Waktu YKS dihentikan, itu seperti isu yang menarik sekali dibahas, terlebih lagi di kelas komunikasi massa. Tapi saat itu saya masih tidak terlalu keberatan. oke mungkin bagi sebagian orang program ini tidak mendidik, tapi bagi saya gak masalah toh emang ini bukan program edukasi tapi hiburan. Selama program itu masih sesuai dengan genrenya ya tidak masalah, mungkin masalah oknum saja jika ternyata ada kata-kata yang tidak pantas. Ini beda dengan kasus yang membuat saya sedikit miris, katanya genre music/entertainment tapi kok satu segmen isinya gosip.
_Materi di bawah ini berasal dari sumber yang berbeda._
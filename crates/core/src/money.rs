//! Amount normalization at the API boundary.
//!
//! The payroll backend and the dashboard forms send amounts either as JSON
//! numbers or as numeric strings (`"1200.50"`). Everything is normalized here
//! into a single exact [`Amount`] and negative values are rejected before they
//! reach any calculation.

use std::str::FromStr;

use rust_decimal::Decimal;
use serde_json::Value;

use crate::error::CoreError;
use crate::types::Amount;

/// Number of decimal places kept for displayed and forwarded amounts.
pub const MONEY_SCALE: u32 = 2;

/// Largest accepted amount in either direction (one quadrillion).
pub const MAX_AMOUNT: i64 = 1_000_000_000_000_000;

fn max_amount() -> Decimal {
    Decimal::from(MAX_AMOUNT)
}

/// Parse a loosely typed JSON amount into a non-negative [`Amount`].
///
/// Accepts JSON numbers and trimmed numeric strings, including scientific
/// notation. `field` names the offending input in the error message.
pub fn parse_amount(value: &Value, field: &str) -> Result<Amount, CoreError> {
    let parsed = match value {
        Value::Number(n) => parse_decimal(&n.to_string()),
        Value::String(s) => parse_decimal(s.trim()),
        _ => None,
    };
    let amount =
        parsed.ok_or_else(|| CoreError::Validation(format!("{field} must be a number")))?;
    if amount > max_amount() {
        return Err(CoreError::Validation(format!(
            "{field} must not exceed {MAX_AMOUNT}"
        )));
    }
    ensure_non_negative(amount, field)
}

/// Reject negative amounts. Zero is allowed.
pub fn ensure_non_negative(amount: Amount, field: &str) -> Result<Amount, CoreError> {
    if amount < Decimal::ZERO {
        return Err(CoreError::Validation(format!(
            "{field} must not be negative, got {amount}"
        )));
    }
    Ok(amount)
}

/// Round to cents using banker's rounding.
pub fn round_money(amount: Amount) -> Amount {
    amount.round_dp(MONEY_SCALE)
}

/// Parse a loosely typed JSON amount without the sign check, for computed
/// upstream figures (a payslip's net can be negative).
pub fn parse_signed_amount(value: &Value) -> Option<Amount> {
    let amount = match value {
        Value::Number(n) => parse_decimal(&n.to_string()),
        Value::String(s) => parse_decimal(s.trim()),
        _ => None,
    }?;
    (amount.abs() <= max_amount()).then_some(amount)
}

fn parse_decimal(raw: &str) -> Option<Decimal> {
    if raw.is_empty() {
        return None;
    }
    Decimal::from_str(raw)
        .or_else(|_| Decimal::from_scientific(raw))
        .ok()
}

/// Serde adapter for required amounts: lenient on input, a JSON number on output.
///
/// Output goes through `f64` and is for display only. Arithmetic and every
/// comparison stay in `Decimal`.
///
/// ```ignore
/// #[serde(with = "agentpay_core::money::lenient")]
/// pub amount: Amount,
/// ```
pub mod lenient {
    use rust_decimal::prelude::ToPrimitive;
    use serde::{Deserialize, Deserializer, Serializer};
    use serde_json::Value;

    use crate::types::Amount;

    pub fn serialize<S: Serializer>(amount: &Amount, serializer: S) -> Result<S::Ok, S::Error> {
        serializer.serialize_f64(amount.to_f64().unwrap_or_default())
    }

    pub fn deserialize<'de, D: Deserializer<'de>>(deserializer: D) -> Result<Amount, D::Error> {
        let value = Value::deserialize(deserializer)?;
        super::parse_amount(&value, "amount").map_err(serde::de::Error::custom)
    }
}

/// Serde adapter for optional amounts. `null`, a missing field and `""` all
/// map to `None`. Pair with `#[serde(default)]`.
pub mod lenient_opt {
    use rust_decimal::prelude::ToPrimitive;
    use serde::{Deserialize, Deserializer, Serializer};
    use serde_json::Value;

    use crate::types::Amount;

    pub fn serialize<S: Serializer>(
        amount: &Option<Amount>,
        serializer: S,
    ) -> Result<S::Ok, S::Error> {
        match amount {
            Some(a) => serializer.serialize_some(&a.to_f64().unwrap_or_default()),
            None => serializer.serialize_none(),
        }
    }

    pub fn deserialize<'de, D: Deserializer<'de>>(
        deserializer: D,
    ) -> Result<Option<Amount>, D::Error> {
        match Option::<Value>::deserialize(deserializer)? {
            None | Some(Value::Null) => Ok(None),
            Some(Value::String(s)) if s.trim().is_empty() => Ok(None),
            Some(value) => super::parse_amount(&value, "amount")
                .map(Some)
                .map_err(serde::de::Error::custom),
        }
    }
}

/// Serde adapter like [`lenient`] that also accepts negative values.
pub mod lenient_signed {
    use rust_decimal::prelude::ToPrimitive;
    use serde::{Deserialize, Deserializer, Serializer};
    use serde_json::Value;

    use crate::types::Amount;

    pub fn serialize<S: Serializer>(amount: &Amount, serializer: S) -> Result<S::Ok, S::Error> {
        serializer.serialize_f64(amount.to_f64().unwrap_or_default())
    }

    pub fn deserialize<'de, D: Deserializer<'de>>(deserializer: D) -> Result<Amount, D::Error> {
        let value = Value::deserialize(deserializer)?;
        super::parse_signed_amount(&value)
            .ok_or_else(|| serde::de::Error::custom(format!("expected a number, got {value}")))
    }
}

#[cfg(test)]
mod tests {
    use assert_matches::assert_matches;
    use serde::Deserialize;
    use serde_json::json;

    use super::*;

    #[derive(Debug, Deserialize)]
    struct Row {
        #[serde(with = "lenient")]
        amount: Amount,
        #[serde(default, with = "lenient_opt")]
        bonus: Option<Amount>,
    }

    #[test]
    fn accepts_numbers_and_numeric_strings() {
        assert_eq!(parse_amount(&json!(12.5), "amount").unwrap(), Decimal::new(125, 1));
        assert_eq!(parse_amount(&json!("12.50"), "amount").unwrap(), Decimal::new(1250, 2));
        assert_eq!(parse_amount(&json!(" 800 "), "amount").unwrap(), Decimal::from(800));
        assert_eq!(parse_amount(&json!(1000), "amount").unwrap(), Decimal::from(1000));
    }

    #[test]
    fn accepts_scientific_notation() {
        assert_eq!(parse_amount(&json!("1e3"), "amount").unwrap(), Decimal::from(1000));
    }

    #[test]
    fn rejects_negative_amounts() {
        let err = parse_amount(&json!("-1"), "salary").unwrap_err();
        assert_matches!(err, CoreError::Validation(msg) if msg.contains("salary"));
        assert!(parse_amount(&json!(-0.01), "amount").is_err());
    }

    #[test]
    fn zero_is_allowed() {
        assert_eq!(parse_amount(&json!(0), "amount").unwrap(), Decimal::ZERO);
        assert_eq!(parse_amount(&json!("-0"), "amount").unwrap(), Decimal::ZERO);
    }

    #[test]
    fn rejects_non_numeric_values() {
        for value in [json!("abc"), json!(""), json!(null), json!(true), json!([1])] {
            assert_matches!(parse_amount(&value, "amount"), Err(CoreError::Validation(_)));
        }
    }

    #[test]
    fn serde_adapters_normalize_mixed_payloads() {
        let row: Row = serde_json::from_value(json!({ "amount": "250.75", "bonus": 10 })).unwrap();
        assert_eq!(row.amount, Decimal::new(25075, 2));
        assert_eq!(row.bonus, Some(Decimal::from(10)));

        let row: Row = serde_json::from_value(json!({ "amount": 3 })).unwrap();
        assert_eq!(row.bonus, None);

        let row: Row = serde_json::from_value(json!({ "amount": 3, "bonus": "" })).unwrap();
        assert_eq!(row.bonus, None);
    }

    #[test]
    fn serde_adapter_rejects_negative_payloads() {
        let result = serde_json::from_value::<Row>(json!({ "amount": "-5" }));
        assert!(result.is_err());
    }

    #[test]
    fn signed_parsing_keeps_negatives() {
        assert_eq!(parse_signed_amount(&json!("-12.5")), Some(Decimal::new(-125, 1)));
        assert_eq!(parse_signed_amount(&json!(null)), None);
    }

    #[test]
    fn amounts_beyond_the_ceiling_are_rejected() {
        assert_matches!(
            parse_amount(&json!("79228162514264337593543950335"), "amount"),
            Err(CoreError::Validation(msg)) if msg.contains("must not exceed")
        );
        assert_eq!(
            parse_amount(&json!(MAX_AMOUNT), "amount").unwrap(),
            Decimal::from(MAX_AMOUNT)
        );
        assert_eq!(parse_signed_amount(&json!("-1e20")), None);
    }

    #[test]
    fn output_is_a_display_number_while_sums_stay_exact() {
        #[derive(serde::Serialize)]
        struct Out {
            #[serde(with = "lenient")]
            amount: Amount,
        }

        let tenth = parse_amount(&json!("0.1"), "amount").unwrap();
        let fifth = parse_amount(&json!("0.2"), "amount").unwrap();
        let sum = tenth + fifth;
        assert_eq!(sum, Decimal::new(3, 1));

        let out = serde_json::to_value(Out { amount: sum }).unwrap();
        assert_eq!(out, json!({ "amount": 0.3 }));
        let out = serde_json::to_value(Out { amount: Decimal::new(25075, 2) }).unwrap();
        assert_eq!(out["amount"].as_f64(), Some(250.75));
    }

    #[test]
    fn round_money_uses_two_places() {
        assert_eq!(round_money(Decimal::new(5631991666, 6)), Decimal::new(563199, 2));
    }
}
Kemarin pagi saya nonton eat bulaga isinya satu segmen adalah drama cinta vicki prasetyo. Nah pagi ini ternyata masih ada juga segmen drama itu. OMG, ini mah namanya kaderisasi vickinisasi.  Apa sih urgensinya seluruh Indonesia tahu masalah pribadinya vicki? Saya juga gak kenal dia dan masalahnya juga gak ngaruh di hidup saya. Kenapa dibawa-bawa ke publik gini, seolah-olah masalahnya jadi masalah bersama yang perlu dipecahkan seindonesia. Kalau begini ceritanya mah bukan hiburan, malah bikin orang gedek denger omongan vicki. Coba deh kalau yang beginian di tonton anak-anak, mungkin beberapa tahun ke depan mereka gak tau kisah cinta cinderella tapi tahunya kisah cinta vicki kali ya.

 
Acara ini juga gitu, katanya acara musik tapi satu segmen isinya curhatan prahara cinta yang sama sekali gak ada hubungannya dengan kesejahteraan negara. Saya juga gak tau sih sebenarnya apakah dengan adanya segmen ekpos masalah pribadi ke ruang publik gini bisa menaikkan rating? nanti perlu coba saya cari data Nielsen soal ini. Saya jadi takut nasib pertelevisian Indonesia seperti Amerika. Ketika TV sudah dikuasai swasta untuk kepentingan komerisil, TV tak lagi menjadi sarana informasi dan komunikasi publik, tapi TV seperti tong sampah (istilahnya VAST WASTELAND). Padahal frekuensi yang digunakan TV itu milik publik, justru mereka yang harus bayar. Tapi, bukan berarti kita punya kontrol penuh juga, jangan lupa kita adalah negara hukum. Bagaimanapun, Indonesia punya KPI sebagai lembaga yang berwenang mengatur soal penyiaran. Meskipun belakangan KPI seperti bungkam, namun sebenarnya tidak. Jika anda masuk ke website KPI, disitu kita bisa melihat banyak infor, termasuk berapa banyak dan apa saja surat teguran yang diberikan KPI ke stasiun TV.